Roy Orbison Sings + Memphis + Milestones

Roy Orbison

Edsel, 2009

REVIEW BY: David Bowling


Roy Orbison began his career recording for the legendary Sun Label. He and labelmates Elvis Presley, Johnny Cash, and Jerry Lee Lewis went on to change the face of American music.

Today, he is best remembered for his series of singles released by the Monument label from 1959 to 1965. Songs such as “Only The Lonely,” “In Dreams,” “Running Scared,” “Dream Baby,” “Mean Woman Blues,” “Oh Pretty Woman,” and many others sold millions of copies and made his multi-octave tenor a radio staple.

The MGM label offered Orbison a million dollars to switch over to them – and that was ‘60s money. He stayed with the label for eight years, issuing ten studio albums and over thirty singles. However, no single cracked the top twenty on the American charts and no album entered the top one hundred. His output with the label was out of print for years and remains the lost period of his career.

Recently, his MGM albums have been rereleased. Roy Orbison Sings + Memphis + Milestones combines his last three releases for the label into one package. Originally only available as an import, it is now available in the United States. my_heart_sings_the_harmony_web_ad_alt_250

The good news is you receive three albums worth of Roy Orbison material. The real good news is Memphis and Milestones are probably his best MGM albums. The bad news is that despite this generous dose of material, it is still not as good as his albums for Monument or his later comeback releases for that matter. You could probably assemble one very good disc from the 33 tracks contained here.

Roy Orbison Sings was issued during 1972 and suffered from some poor song choices, odd arrangements, and a lack of promotion. Tracks such as “Cheyenne,” “Beaujolais,” and “Plain Country Jane” just do not fit his style. Orbison was also partially to blame here, as he co-wrote five of the eleven tracks. Unfortunately, “God Love You,” “Help Me,” and “Harlem Woman” do not approach the brilliance of his ‘60s hits. The only above-average track is a nice interpretation of Mickey Newbury’s “Remember The Good.”

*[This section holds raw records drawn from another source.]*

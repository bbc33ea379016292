//! # Invoice and Report Routes
//!
//! Read-only views over finalized invoices, for managers.
//!
//! ```text
//! GET /invoices?limit=50
//! GET /invoices/{id}
//! GET /reports/tax-summary?from=2024-03-01&to=2024-03-31
//! ```

use axum::extract::{Path, Query, State};
use axum::routing::get;
use axum::{Json, Router};
use chrono::{NaiveDate, Utc};
use serde::Deserialize;
use tracing::debug;

use billbook_core::invoice::{Invoice, InvoiceSummary, TaxSummary};
use billbook_core::Capability;

use crate::auth::AuthUser;
use crate::error::ApiError;
use crate::routes::page_size;
use crate::AppState;

/// Longest range a single tax report may cover.
const MAX_REPORT_DAYS: i64 = 366;

pub fn routes() -> Router<AppState> {
    Router::new()
        .route("/invoices", get(list))
        .route("/invoices/{id}", get(get_invoice))
        .route("/reports/tax-summary", get(tax_summary))
}

#[derive(Debug, Deserialize)]
pub struct ListParams {
    pub limit: Option<u32>,
}

/// Both ends inclusive; either defaults to today.
#[derive(Debug, Deserialize)]
pub struct RangeParams {
    pub from: Option<NaiveDate>,
    pub to: Option<NaiveDate>,
}

impl RangeParams {
    fn resolve(&self, today: NaiveDate) -> Result<(NaiveDate, NaiveDate), ApiError> {
        let from = self.from.unwrap_or(today);
        let to = self.to.unwrap_or(today);

        if from > to {
            return Err(ApiError::validation("from must not be after to"));
        }
        if (to - from).num_days() >= MAX_REPORT_DAYS {
            return Err(ApiError::validation(format!(
                "Report range must be under {} days",
                MAX_REPORT_DAYS
            )));
        }
        Ok((from, to))
    }
}

async fn list(
    State(state): State<AppState>,
    user: AuthUser,
    Query(params): Query<ListParams>,
) -> Result<Json<Vec<InvoiceSummary>>, ApiError> {
    user.require(Capability::ViewReports)?;
    let limit = page_size(params.limit, 50);
    Ok(Json(state.invoices.recent(limit).await?))
}

async fn get_invoice(
    State(state): State<AppState>,
    user: AuthUser,
    Path(id): Path<String>,
) -> Result<Json<Invoice>, ApiError> {
    user.require(Capability::ViewReports)?;
    Ok(Json(state.invoices.get(&id).await?))
}

async fn tax_summary(
    State(state): State<AppState>,
    user: AuthUser,
    Query(params): Query<RangeParams>,
) -> Result<Json<TaxSummary>, ApiError> {
    user.require(Capability::ViewReports)?;

    let (from, to) = params.resolve(Utc::now().date_naive())?;
    debug!(%from, %to, "tax_summary request");

    Ok(Json(state.invoices.tax_summary(from, to).await?))
}

#[cfg(test)]
mod tests {
    use super::*;

    fn day(d: u32) -> NaiveDate {
        NaiveDate::from_ymd_opt(2024, 3, d).unwrap()
    }

    #[test]
    fn test_range_defaults_to_today() {
        let params = RangeParams { from: None, to: None };
        assert_eq!(params.resolve(day(9)).unwrap(), (day(9), day(9)));

        let params = RangeParams { from: Some(day(1)), to: None };
        assert_eq!(params.resolve(day(9)).unwrap(), (day(1), day(9)));
    }

    #[test]
    fn test_range_rejects_inverted_and_long() {
        let params = RangeParams { from: Some(day(9)), to: Some(day(1)) };
        assert!(params.resolve(day(9)).is_err());

        let params = RangeParams {
            from: Some(NaiveDate::from_ymd_opt(2022, 1, 1).unwrap()),
            to: Some(day(1)),
        };
        assert!(params.resolve(day(9)).is_err());
    }
}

Memphis is the strongest of the three albums collected ere. “Run The Engines Up High” is a pop rocker that equals his best material. It gives his voice a chance to soar, and soar it does. Orbison originally came out of the rockabilly tradition, which enables him to do a credible job on Chuck Berry’s “Memphis” and “I Fought The Law.” He produced some of the best ballads of the early to mid-‘60s, and the old Browns hit “The Three Bells” and the 1910 Irish ballad “Danny Boy” are both superior interpretations.

Milestones was issued during 1973 and was Orbison’s last release for the label. He only co-wrote one track with old partner and producer Joe Melson.  Blue Rain (Coming Down)” is a gentle song that is representative of their past and provides a nice vehicle for his vocals. “I Wanna Live,” “You Lay So Easy On My Mind,” and “Drift Way” are all receive credible treatments. On the other hand, he should have stayed away from The Bee Gees “Words,” Neil Diamond’s “Sweet Caroline,” and “The Morning After.”

If you want an introduction to Roy Orbison, any of his Monument Label compilations is the place to start. Roy Orbison Sings + Memphis + Milestones is a hit-or-miss affair and as such, it is only for the serious Orbison collector.